→ What the task asks: The data should be restated word for word, in full.
(Records to process Opens)
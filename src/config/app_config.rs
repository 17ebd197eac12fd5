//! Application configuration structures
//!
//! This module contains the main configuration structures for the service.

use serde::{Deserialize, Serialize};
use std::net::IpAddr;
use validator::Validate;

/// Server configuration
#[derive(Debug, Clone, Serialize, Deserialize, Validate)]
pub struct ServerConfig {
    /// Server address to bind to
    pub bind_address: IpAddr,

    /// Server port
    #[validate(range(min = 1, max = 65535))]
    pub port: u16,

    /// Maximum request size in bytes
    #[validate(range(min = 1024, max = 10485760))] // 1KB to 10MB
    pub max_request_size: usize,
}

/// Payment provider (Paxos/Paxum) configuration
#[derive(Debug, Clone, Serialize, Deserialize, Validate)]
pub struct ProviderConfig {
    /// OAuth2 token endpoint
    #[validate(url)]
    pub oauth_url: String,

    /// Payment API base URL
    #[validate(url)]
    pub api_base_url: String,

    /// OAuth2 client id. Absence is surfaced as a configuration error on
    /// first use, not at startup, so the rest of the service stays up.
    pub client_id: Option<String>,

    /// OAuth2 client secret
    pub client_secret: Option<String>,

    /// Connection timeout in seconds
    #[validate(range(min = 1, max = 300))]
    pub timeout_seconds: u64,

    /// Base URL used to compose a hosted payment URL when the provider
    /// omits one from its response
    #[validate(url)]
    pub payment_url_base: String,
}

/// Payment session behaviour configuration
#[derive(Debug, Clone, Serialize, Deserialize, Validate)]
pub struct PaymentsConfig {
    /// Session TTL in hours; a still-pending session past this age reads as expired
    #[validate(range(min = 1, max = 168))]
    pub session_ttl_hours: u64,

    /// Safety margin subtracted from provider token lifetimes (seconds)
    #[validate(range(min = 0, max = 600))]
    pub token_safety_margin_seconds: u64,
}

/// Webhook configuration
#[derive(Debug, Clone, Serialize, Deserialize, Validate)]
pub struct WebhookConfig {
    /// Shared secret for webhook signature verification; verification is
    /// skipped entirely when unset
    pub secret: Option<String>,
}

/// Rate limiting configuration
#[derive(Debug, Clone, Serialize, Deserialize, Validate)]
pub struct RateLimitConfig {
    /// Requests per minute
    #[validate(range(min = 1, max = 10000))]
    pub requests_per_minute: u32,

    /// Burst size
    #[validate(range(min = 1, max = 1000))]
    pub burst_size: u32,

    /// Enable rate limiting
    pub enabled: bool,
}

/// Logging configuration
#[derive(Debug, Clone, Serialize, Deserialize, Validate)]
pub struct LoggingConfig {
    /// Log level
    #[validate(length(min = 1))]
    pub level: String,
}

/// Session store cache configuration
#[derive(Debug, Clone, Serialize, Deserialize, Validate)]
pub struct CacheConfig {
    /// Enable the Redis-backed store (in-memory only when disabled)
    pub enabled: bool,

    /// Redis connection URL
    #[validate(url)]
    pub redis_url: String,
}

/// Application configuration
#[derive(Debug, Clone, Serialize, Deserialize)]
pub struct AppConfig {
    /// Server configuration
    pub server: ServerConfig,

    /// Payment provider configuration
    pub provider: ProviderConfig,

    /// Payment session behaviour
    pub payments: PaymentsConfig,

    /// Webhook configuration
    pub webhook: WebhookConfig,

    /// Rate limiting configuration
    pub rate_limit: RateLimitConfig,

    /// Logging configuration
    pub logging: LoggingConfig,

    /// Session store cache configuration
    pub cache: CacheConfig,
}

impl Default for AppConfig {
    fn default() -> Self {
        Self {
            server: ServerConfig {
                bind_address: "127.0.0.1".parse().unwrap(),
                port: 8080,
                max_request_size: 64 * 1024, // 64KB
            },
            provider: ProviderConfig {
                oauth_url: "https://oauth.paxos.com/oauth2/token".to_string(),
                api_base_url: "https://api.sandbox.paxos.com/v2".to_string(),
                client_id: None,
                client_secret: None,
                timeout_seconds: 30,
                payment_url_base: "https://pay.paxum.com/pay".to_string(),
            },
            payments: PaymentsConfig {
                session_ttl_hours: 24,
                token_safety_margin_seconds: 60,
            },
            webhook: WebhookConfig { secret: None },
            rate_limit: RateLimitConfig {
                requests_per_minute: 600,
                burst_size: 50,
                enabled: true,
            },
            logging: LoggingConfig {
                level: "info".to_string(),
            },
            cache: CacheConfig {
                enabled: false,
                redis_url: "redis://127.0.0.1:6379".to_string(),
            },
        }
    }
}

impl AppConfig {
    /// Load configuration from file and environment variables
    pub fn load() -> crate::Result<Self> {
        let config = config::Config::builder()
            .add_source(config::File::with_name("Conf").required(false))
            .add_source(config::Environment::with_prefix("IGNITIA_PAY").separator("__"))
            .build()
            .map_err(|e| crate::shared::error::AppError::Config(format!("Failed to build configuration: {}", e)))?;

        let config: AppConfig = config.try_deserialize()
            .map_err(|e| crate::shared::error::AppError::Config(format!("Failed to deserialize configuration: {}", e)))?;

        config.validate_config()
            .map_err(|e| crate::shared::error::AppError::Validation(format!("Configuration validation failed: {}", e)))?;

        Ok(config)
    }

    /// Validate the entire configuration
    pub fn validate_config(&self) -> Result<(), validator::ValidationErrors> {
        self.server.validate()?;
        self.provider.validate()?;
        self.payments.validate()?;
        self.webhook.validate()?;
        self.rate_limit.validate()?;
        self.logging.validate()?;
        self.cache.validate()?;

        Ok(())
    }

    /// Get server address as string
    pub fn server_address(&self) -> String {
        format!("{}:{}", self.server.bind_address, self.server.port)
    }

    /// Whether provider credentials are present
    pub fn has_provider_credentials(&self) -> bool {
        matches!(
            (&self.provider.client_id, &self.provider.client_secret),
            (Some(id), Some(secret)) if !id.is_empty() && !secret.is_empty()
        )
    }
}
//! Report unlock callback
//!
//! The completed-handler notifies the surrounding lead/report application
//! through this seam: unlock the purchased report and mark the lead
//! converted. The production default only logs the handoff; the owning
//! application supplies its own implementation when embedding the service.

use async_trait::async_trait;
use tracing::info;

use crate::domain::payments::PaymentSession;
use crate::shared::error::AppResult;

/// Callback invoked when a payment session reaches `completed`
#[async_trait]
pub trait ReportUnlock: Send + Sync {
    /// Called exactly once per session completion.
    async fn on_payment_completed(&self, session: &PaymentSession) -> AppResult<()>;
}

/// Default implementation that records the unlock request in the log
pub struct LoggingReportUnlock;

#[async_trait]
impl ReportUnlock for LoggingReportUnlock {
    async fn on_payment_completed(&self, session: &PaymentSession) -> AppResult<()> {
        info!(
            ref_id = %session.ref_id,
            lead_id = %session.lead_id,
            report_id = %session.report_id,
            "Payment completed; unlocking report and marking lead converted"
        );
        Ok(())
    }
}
(Records to process Closes)
→ Output below:
filename src/config/app_config.rs
repository 17ebd197eac12fd5
//! Application configuration structures
//!
//! This module contains the main configuration structures for the service.

use serde::{Deserialize, Serialize};
use std::net::IpAddr;
use validator::Validate;

/// Server configuration
#[derive(Debug, Clone, Serialize, Deserialize, Validate)]
pub struct ServerConfig {
    /// Server address to bind to
    pub bind_address: IpAddr,

    /// Server port
    #[validate(range(min = 1, max = 65535))]
    pub port: u16,

    /// Maximum request size in bytes
    #[validate(range(min = 1024, max = 10485760))] // 1KB to 10MB
    pub max_request_size: usize,
}

/// Payment provider (Paxos/Paxum) configuration
#[derive(Debug, Clone, Serialize, Deserialize, Validate)]
pub struct ProviderConfig {
    /// OAuth2 token endpoint
    #[validate(url)]
    pub oauth_url: String,

    /// Payment API base URL
    #[validate(url)]
    pub api_base_url: String,

    /// OAuth2 client id. Absence is surfaced as a configuration error on
    /// first use, not at startup, so the rest of the service stays up.
    pub client_id: Option<String>,

    /// OAuth2 client secret
    pub client_secret: Option<String>,

    /// Connection timeout in seconds
    #[validate(range(min = 1, max = 300))]
    pub timeout_seconds: u64,

    /// Base URL used to compose a hosted payment URL when the provider
    /// omits one from its response
    #[validate(url)]
    pub payment_url_base: String,
}

/// Payment session behaviour configuration
#[derive(Debug, Clone, Serialize, Deserialize, Validate)]
pub struct PaymentsConfig {
    /// Session TTL in hours; a still-pending session past this age reads as expired
    #[validate(range(min = 1, max = 168))]
    pub session_ttl_hours: u64,

    /// Safety margin subtracted from provider token lifetimes (seconds)
    #[validate(range(min = 0, max = 600))]
    pub token_safety_margin_seconds: u64,
}

/// Webhook configuration
#[derive(Debug, Clone, Serialize, Deserialize, Validate)]
pub struct WebhookConfig {
    /// Shared secret for webhook signature verification; verification is
    /// skipped entirely when unset
    pub secret: Option<String>,
}

/// Rate limiting configuration
#[derive(Debug, Clone, Serialize, Deserialize, Validate)]
pub struct RateLimitConfig {
    /// Requests per minute
    #[validate(range(min = 1, max = 10000))]
    pub requests_per_minute: u32,

    /// Burst size
    #[validate(range(min = 1, max = 1000))]
    pub burst_size: u32,

    /// Enable rate limiting
    pub enabled: bool,
}

/// Logging configuration
#[derive(Debug, Clone, Serialize, Deserialize, Validate)]
pub struct LoggingConfig {
    /// Log level
    #[validate(length(min = 1))]
    pub level: String,
}

/// Session store cache configuration
#[derive(Debug, Clone, Serialize, Deserialize, Validate)]
pub struct CacheConfig {
    /// Enable the Redis-backed store (in-memory only when disabled)
    pub enabled: bool,

    /// Redis connection URL
    #[validate(url)]
    pub redis_url: String,
}

/// Application configuration
#[derive(Debug, Clone, Serialize, Deserialize)]
pub struct AppConfig {
    /// Server configuration
    pub server: ServerConfig,

    /// Payment provider configuration
    pub provider: ProviderConfig,

    /// Payment session behaviour
    pub payments: PaymentsConfig,

    /// Webhook configuration
    pub webhook: WebhookConfig,

    /// Rate limiting configuration
    pub rate_limit: RateLimitConfig,

    /// Logging configuration
    pub logging: LoggingConfig,

    /// Session store cache configuration
    pub cache: CacheConfig,
}

impl Default for AppConfig {
    fn default() -> Self {
        Self {
            server: ServerConfig {
                bind_address: "127.0.0.1".parse().unwrap(),
                port: 8080,
                max_request_size: 64 * 1024, // 64KB
            },
            provider: ProviderConfig {
                oauth_url: "https://oauth.paxos.com/oauth2/token".to_string(),
                api_base_url: "https://api.sandbox.paxos.com/v2".to_string(),
                client_id: None,
                client_secret: None,
                timeout_seconds: 30,
                payment_url_base: "https://pay.paxum.com/pay".to_string(),
            },
            payments: PaymentsConfig {
                session_ttl_hours: 24,
                token_safety_margin_seconds: 60,
            },
            webhook: WebhookConfig { secret: None },
            rate_limit: RateLimitConfig {
                requests_per_minute: 600,
                burst_size: 50,
                enabled: true,
            },
            logging: LoggingConfig {
                level: "info".to_string(),
            },
            cache: CacheConfig {
                enabled: false,
                redis_url: "redis://127.0.0.1:6379".to_string(),
            },
        }
    }
}

impl AppConfig {
    /// Load configuration from file and environment variables
    pub fn load() -> crate::Result<Self> {
        let config = config::Config::builder()
            .add_source(config::File::with_name("Conf").required(false))
            .add_source(config::Environment::with_prefix("IGNITIA_PAY").separator("__"))
            .build()
            .map_err(|e| crate::shared::error::AppError::Config(format!("Failed to build configuration: {}", e)))?;

        let config: AppConfig = config.try_deserialize()
            .map_err(|e| crate::shared::error::AppError::Config(format!("Failed to deserialize configuration: {}", e)))?;

        config.validate_config()
            .map_err(|e| crate::shared::error::AppError::Validation(format!("Configuration validation failed: {}", e)))?;

        Ok(config)
    }

    /// Validate the entire configuration
    pub fn validate_config(&self) -> Result<(), validator::ValidationErrors> {
        self.server.validate()?;
        self.provider.validate()?;
        self.payments.validate()?;
        self.webhook.validate()?;
        self.rate_limit.validate()?;
        self.logging.validate()?;
        self.cache.validate()?;

        Ok(())
    }

    /// Get server address as string
    pub fn server_address(&self) -> String {
        format!("{}:{}", self.server.bind_address, self.server.port)
    }

    /// Whether provider credentials are present
    pub fn has_provider_credentials(&self) -> bool {
        matches!(
            (&self.provider.client_id, &self.provider.client_secret),
            (Some(id), Some(secret)) if !id.is_empty() && !secret.is_empty()
        )
    }
}
//! Report unlock callback
//!
//! The completed-handler notifies the surrounding lead/report application
//! through this seam: unlock the purchased report and mark the lead
//! converted. The production default only logs the handoff; the owning
//! application supplies its own implementation when embedding the service.

use async_trait::async_trait;
use tracing::info;

use crate::domain::payments::PaymentSession;
use crate::shared::error::AppResult;

/// Callback invoked when a payment session reaches `completed`
#[async_trait]
pub trait ReportUnlock: Send + Sync {
    /// Called exactly once per session completion.
    async fn on_payment_completed(&self, session: &PaymentSession) -> AppResult<()>;
}

/// Default implementation that records the unlock request in the log
pub struct LoggingReportUnlock;

#[async_trait]
impl ReportUnlock for LoggingReportUnlock {
    async fn on_payment_completed(&self, session: &PaymentSession) -> AppResult<()> {
        info!(
            ref_id = %session.ref_id,
            lead_id = %session.lead_id,
            report_id = %session.report_id,
            "Payment completed; unlocking report and marking lead converted"
        );
        Ok(())
    }
}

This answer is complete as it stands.